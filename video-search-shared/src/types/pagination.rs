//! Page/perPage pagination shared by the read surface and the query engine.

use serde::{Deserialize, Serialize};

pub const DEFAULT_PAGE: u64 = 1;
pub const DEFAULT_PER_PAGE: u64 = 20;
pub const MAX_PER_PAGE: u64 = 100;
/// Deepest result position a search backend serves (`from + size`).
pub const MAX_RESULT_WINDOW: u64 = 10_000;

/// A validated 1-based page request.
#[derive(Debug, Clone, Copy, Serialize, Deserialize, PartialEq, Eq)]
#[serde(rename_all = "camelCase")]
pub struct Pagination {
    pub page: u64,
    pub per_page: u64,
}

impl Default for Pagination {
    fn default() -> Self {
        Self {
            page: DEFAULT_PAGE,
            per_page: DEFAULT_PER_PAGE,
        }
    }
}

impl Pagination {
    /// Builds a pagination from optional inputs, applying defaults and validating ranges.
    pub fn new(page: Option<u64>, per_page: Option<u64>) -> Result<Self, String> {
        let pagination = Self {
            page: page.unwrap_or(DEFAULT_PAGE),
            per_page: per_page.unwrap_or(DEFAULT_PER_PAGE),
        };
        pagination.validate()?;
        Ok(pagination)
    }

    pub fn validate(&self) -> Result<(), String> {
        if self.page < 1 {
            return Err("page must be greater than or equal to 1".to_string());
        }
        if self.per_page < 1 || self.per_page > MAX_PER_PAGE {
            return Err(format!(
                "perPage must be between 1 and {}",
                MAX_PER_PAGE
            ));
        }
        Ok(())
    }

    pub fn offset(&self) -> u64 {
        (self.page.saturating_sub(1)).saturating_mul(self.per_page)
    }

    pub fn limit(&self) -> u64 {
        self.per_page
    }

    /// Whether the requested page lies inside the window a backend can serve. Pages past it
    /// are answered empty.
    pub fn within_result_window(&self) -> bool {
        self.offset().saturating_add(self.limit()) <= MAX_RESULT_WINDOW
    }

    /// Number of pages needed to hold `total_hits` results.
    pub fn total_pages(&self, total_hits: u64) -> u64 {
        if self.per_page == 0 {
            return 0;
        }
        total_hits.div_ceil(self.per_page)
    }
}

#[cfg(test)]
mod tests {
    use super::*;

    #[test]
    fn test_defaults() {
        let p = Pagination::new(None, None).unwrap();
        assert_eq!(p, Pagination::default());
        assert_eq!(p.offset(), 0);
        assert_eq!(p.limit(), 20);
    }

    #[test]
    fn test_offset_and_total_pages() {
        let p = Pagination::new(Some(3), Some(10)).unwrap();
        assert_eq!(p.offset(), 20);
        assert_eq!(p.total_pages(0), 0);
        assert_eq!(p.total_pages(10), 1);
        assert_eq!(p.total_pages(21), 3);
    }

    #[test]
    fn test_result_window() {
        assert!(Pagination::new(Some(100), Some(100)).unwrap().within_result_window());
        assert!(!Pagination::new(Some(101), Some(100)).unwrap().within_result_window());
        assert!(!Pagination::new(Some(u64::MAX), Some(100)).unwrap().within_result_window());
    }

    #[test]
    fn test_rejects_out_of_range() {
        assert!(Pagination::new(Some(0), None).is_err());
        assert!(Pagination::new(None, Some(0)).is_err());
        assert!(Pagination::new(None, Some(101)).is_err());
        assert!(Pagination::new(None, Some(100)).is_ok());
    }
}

» Instructions for the task
Search the data above for the word "const" and say how many lines contain it, giving only that number.

» Response below
4